There is a key scene located someplace in the last third of the immensely moving and rousing activist drama 120 BPM (Beats Per Minute) involving that most intimate of moments: a conversation about the past. There have been many such discussions between boyfriends Sean (Nahuel Pérez Biscayart), a HIV-positive founding member of ACT UP Paris, and Nathan (Arnaud Valois), a HIV-negative new member, but this is the first to take place during one of ACT UP’s meetings. As one of the speakers talks to the group at large, the two men turn to each other and slowly, considerately discuss how Nathan has managed, at the height of the AIDS crisis in a group comprised almost exclusively of HIV-positive gay men, to stay negative.
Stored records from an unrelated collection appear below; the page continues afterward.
//! # Samrat Yantra
//!
//! The "supreme instrument": a giant equatorial sundial. A triangular gnomon
//! wall rises toward the celestial pole and casts its shadow onto two
//! quadrant scales, one on each side, from which local solar time is read.
//!
//! ## Geometry
//!
//! The gnomon's hypotenuse must be parallel to Earth's axis, so the gnomon is
//! inclined at the local latitude. With gnomon height `h = 27.4 m · scale`
//! (the Jaipur instrument) and tilt `φ = |latitude|`:
//!
//! ```text
//! hypotenuse      = h / sin φ
//! base            = h / tan φ
//! quadrant_radius = hypotenuse
//! total_length    = base + 2 · quadrant_radius
//! total_width     = 2 · quadrant_radius
//! ```
//!
//! At the equator `sin φ = tan φ = 0` and the gnomon would lie flat with
//! infinite length; [`calculate`] reports [`CalcError::GeometryUndefined`]
//! for any |latitude| below [`EQUATOR_TOLERANCE_DEG`].

use crate::errors::{CalcError, CalcResult};
use crate::units::{Degrees, Meters, Radians};
use crate::yantras::YantraSpec;

pub const NAME: &str = "Samrat Yantra";

/// Gnomon height at scale 1 (the Jaipur Samrat Yantra)
pub const GNOMON_HEIGHT: Meters = Meters(27.4);

const WALL_THICKNESS: Meters = Meters(0.6);
const SCALE_WIDTH: Meters = Meters(3.0);

const HOUR_MARKINGS: u32 = 24;
const MINUTE_MARKINGS: u32 = 24 * 60;

const HOUR_STEP: Degrees = Degrees(15.0);
const MINUTE_STEP: Degrees = Degrees(0.25);

/// Latitudes closer to the equator than this are rejected
pub const EQUATOR_TOLERANCE_DEG: f64 = 1e-9;

const MATERIALS: &[&str] = &[
    "Red sandstone (traditional)",
    "Marble (for precision surfaces)",
    "Metal inlays (for fine markings)",
    "Concrete (modern alternative)",
];

const NOTES: &str = "The Samrat Yantra must be precisely aligned to true north. \
The gnomon wall is inclined at the local latitude so its edge is parallel to Earth's axis. \
Time accuracy can reach ±20 seconds when properly constructed. \
The instrument works by casting shadows on the curved quadrant scales. \
Local solar time can be read directly from shadow position.";

/// Compute the Samrat Yantra for a latitude and scale.
///
/// # Errors
///
/// [`CalcError::GeometryUndefined`] at the equator.
pub fn calculate(latitude: f64, scale: f64) -> CalcResult<YantraSpec> {
    if latitude.abs() < EQUATOR_TOLERANCE_DEG {
        return Err(CalcError::geometry_undefined(
            NAME,
            latitude,
            "gnomon would lie flat at the equator (sin and tan of latitude are zero)",
        ));
    }

    let gnomon_angle = Degrees(latitude);
    let tilt: Radians = gnomon_angle.abs().into();

    let gnomon_height = GNOMON_HEIGHT * scale;
    let gnomon_hypotenuse = gnomon_height / tilt.sin();
    let gnomon_base = gnomon_height / tilt.tan();
    let quadrant_radius = gnomon_hypotenuse;

    Ok(YantraSpec::builder(NAME, "Giant sundial and primary timekeeping instrument")
        .length("gnomon_height", gnomon_height)
        .length("gnomon_hypotenuse", gnomon_hypotenuse)
        .length("gnomon_base", gnomon_base)
        .length("quadrant_radius", quadrant_radius)
        .length("wall_thickness", WALL_THICKNESS * scale)
        .length("total_length", gnomon_base + quadrant_radius * 2.0)
        .length("total_width", quadrant_radius * 2.0)
        .length("scale_width", SCALE_WIDTH * scale)
        .count("hour_markings_count", HOUR_MARKINGS)
        .count("minute_markings_count", MINUTE_MARKINGS)
        .angle("gnomon_angle", gnomon_angle)
        .angle("gnomon_inclination", gnomon_angle)
        .angle("latitude_alignment", gnomon_angle)
        .angle("meridian_orientation", Degrees(0.0))
        .angle("hour_step_angle", HOUR_STEP)
        .angle("minute_step_angle", MINUTE_STEP)
        .materials(MATERIALS)
        .notes(NOTES)
        .build())
}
The content is moving enough, but the context, of moving from this purposefully public forum into a private space, makes it all the more vital.
120 BPM is built on breaking down this foundational dichotomy, of making public activism a deeply personal mission and vice versa. Not one member of ACT UP is less than totally committed to their mission of fighting for better treatment, prevention, and medicine for HIV-positive people, and this sense of urgency pulsates from the screen in both the overtly political scenes and the ones motivated a less obvious purpose.
And over the two-and-a-half hour timespan, there is just enough room for both. Campillo’s methodical, steady approach – largely using intuitively choreographed handheld that feels vital rather than distracting – allows the focus of ACT UP to shine through all the more. This is the sort of film where a brief explanation on how to make a bathtub full of fake blood is neither a plot-essential element or a unnecessary distraction, but functions as a segment of the tapestry unfurling before the viewer. In a room full of many conversations, it is ultimately no more and no less important than the others.
With some noteworthy exceptions, no unsegmented ensemble film can function without one or two viewpoint characters. 120 BPM realizes this in a somewhat unusual fashion: the group dynamics of the first two thirds slowly transition to a profoundly personal drama, detailing the slow deterioration of Sean’s health due to AIDS as Nathan can only look on and care for his lover in the smallest of ways. This shift in focus, corresponding with evermore fractious relations within the group, feels not at all a betrayal of the ideals espoused earlier in the movie, but rather an extension of them: if one cannot care for his own lover, what good can he do for an entire nation of sufferers?
At the same time, the nexus of remarkable people – gay, lesbian, bi, trans, deaf, HIV-positive, HIV-negative, white, black – never truly exits the scene, something only highlighted by the immensely moving, vibrant denouement. In it, the ideals of activism and play are united, as flashing dance floor and defiance of dispassionate corporations meld together in beautiful harmony. 120 BPM builds and lingers, with nary a strand out of place, and does so with gentle, colorful finesse.